* [Data]
□ □ □ □ □
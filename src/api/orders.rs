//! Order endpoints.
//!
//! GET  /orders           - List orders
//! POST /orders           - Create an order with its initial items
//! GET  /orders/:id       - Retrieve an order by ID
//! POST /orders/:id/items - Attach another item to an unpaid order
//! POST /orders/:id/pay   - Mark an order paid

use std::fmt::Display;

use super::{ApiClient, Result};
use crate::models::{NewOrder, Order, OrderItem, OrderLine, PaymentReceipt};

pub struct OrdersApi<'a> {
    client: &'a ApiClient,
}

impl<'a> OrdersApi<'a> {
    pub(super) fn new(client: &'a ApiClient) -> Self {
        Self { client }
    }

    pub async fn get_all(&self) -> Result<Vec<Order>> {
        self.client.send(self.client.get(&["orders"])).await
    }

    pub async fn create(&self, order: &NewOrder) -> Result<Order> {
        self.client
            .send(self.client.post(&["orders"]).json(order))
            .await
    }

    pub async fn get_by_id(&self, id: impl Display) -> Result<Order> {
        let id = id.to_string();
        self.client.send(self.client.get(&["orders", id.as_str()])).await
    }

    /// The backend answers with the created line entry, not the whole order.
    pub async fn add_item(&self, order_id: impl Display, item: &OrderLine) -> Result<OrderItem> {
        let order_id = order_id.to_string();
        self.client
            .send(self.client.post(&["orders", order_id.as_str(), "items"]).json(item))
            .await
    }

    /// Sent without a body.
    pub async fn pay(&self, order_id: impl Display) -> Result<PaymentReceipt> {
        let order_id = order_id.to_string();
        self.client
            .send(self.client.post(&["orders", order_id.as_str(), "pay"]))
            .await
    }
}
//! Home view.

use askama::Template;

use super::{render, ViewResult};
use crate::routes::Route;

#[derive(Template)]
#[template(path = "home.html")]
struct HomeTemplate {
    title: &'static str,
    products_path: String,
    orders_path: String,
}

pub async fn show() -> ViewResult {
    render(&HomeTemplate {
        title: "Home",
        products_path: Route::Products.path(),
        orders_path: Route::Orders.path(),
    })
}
□ □ □ □ □
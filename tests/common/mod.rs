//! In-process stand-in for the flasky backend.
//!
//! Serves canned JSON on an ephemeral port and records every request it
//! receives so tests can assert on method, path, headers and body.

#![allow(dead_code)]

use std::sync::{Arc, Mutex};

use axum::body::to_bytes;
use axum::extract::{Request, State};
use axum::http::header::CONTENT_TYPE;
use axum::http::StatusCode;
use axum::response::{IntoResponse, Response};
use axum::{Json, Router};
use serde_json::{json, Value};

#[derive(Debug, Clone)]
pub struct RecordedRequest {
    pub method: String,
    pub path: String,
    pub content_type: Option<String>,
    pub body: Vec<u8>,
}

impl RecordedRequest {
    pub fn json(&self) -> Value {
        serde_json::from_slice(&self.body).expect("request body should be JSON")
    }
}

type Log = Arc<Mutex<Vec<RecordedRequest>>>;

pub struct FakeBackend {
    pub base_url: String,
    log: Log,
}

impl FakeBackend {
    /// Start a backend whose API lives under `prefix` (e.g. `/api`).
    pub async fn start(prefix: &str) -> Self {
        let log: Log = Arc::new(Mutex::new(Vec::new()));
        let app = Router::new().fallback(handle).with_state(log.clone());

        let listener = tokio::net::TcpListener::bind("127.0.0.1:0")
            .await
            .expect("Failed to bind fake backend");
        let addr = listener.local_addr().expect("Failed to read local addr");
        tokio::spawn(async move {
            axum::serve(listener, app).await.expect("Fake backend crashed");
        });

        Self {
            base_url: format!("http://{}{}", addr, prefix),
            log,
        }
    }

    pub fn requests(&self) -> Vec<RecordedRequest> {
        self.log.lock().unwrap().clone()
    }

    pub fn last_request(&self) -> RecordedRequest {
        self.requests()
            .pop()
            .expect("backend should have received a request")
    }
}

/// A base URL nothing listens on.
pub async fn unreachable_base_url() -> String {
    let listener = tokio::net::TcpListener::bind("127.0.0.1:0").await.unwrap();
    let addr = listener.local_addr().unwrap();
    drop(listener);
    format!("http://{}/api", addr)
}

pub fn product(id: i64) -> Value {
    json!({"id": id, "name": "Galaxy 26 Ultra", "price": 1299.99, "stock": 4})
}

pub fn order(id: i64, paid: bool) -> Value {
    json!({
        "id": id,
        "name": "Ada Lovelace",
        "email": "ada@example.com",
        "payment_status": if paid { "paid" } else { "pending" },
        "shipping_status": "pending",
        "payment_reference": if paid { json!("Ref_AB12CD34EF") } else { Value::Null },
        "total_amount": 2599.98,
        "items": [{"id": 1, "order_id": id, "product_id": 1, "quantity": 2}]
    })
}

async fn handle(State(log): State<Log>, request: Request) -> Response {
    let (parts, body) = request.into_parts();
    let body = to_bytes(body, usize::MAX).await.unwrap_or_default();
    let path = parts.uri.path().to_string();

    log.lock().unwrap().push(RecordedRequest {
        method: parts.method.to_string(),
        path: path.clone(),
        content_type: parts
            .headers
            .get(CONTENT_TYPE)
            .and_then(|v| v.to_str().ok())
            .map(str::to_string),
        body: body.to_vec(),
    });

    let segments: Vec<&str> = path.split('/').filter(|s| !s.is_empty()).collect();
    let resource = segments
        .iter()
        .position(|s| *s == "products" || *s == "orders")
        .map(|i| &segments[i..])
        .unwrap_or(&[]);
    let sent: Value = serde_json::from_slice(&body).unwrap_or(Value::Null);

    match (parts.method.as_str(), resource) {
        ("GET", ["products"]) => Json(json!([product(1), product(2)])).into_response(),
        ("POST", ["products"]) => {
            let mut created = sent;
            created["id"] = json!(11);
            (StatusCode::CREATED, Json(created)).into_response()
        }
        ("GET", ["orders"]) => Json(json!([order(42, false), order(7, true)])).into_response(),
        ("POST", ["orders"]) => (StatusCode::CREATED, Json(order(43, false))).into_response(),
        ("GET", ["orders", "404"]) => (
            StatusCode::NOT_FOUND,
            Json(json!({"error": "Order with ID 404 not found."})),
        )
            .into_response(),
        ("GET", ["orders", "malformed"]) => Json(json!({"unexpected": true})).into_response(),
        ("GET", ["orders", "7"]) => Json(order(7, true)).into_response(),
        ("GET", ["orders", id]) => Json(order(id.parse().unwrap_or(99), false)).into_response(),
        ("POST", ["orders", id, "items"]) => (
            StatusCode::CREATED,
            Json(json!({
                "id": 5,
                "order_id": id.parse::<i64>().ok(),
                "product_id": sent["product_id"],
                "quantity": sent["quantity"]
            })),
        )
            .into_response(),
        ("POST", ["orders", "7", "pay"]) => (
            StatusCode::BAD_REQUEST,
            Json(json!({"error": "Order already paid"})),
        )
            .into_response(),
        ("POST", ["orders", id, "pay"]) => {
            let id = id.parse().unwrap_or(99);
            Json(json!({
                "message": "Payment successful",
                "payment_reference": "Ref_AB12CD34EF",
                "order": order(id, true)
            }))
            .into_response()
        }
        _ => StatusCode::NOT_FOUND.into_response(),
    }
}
□ □ □ □ □
* [To do] Beginning with the line containing "filename src/api/orders.rs" and ending with the line containing "the whole order.", extract those lines exactly from the listing above, and only those.

* [Solved exercise]
filename src/api/orders.rs
//! Order endpoints.
//!
//! GET  /orders           - List orders
//! POST /orders           - Create an order with its initial items
//! GET  /orders/:id       - Retrieve an order by ID
//! POST /orders/:id/items - Attach another item to an unpaid order
//! POST /orders/:id/pay   - Mark an order paid

use std::fmt::Display;

use super::{ApiClient, Result};
use crate::models::{NewOrder, Order, OrderItem, OrderLine, PaymentReceipt};

pub struct OrdersApi<'a> {
    client: &'a ApiClient,
}

impl<'a> OrdersApi<'a> {
    pub(super) fn new(client: &'a ApiClient) -> Self {
        Self { client }
    }

    pub async fn get_all(&self) -> Result<Vec<Order>> {
        self.client.send(self.client.get(&["orders"])).await
    }

    pub async fn create(&self, order: &NewOrder) -> Result<Order> {
        self.client
            .send(self.client.post(&["orders"]).json(order))
            .await
    }

    pub async fn get_by_id(&self, id: impl Display) -> Result<Order> {
        let id = id.to_string();
        self.client.send(self.client.get(&["orders", id.as_str()])).await
    }

    /// The backend answers with the created line entry, not the whole order.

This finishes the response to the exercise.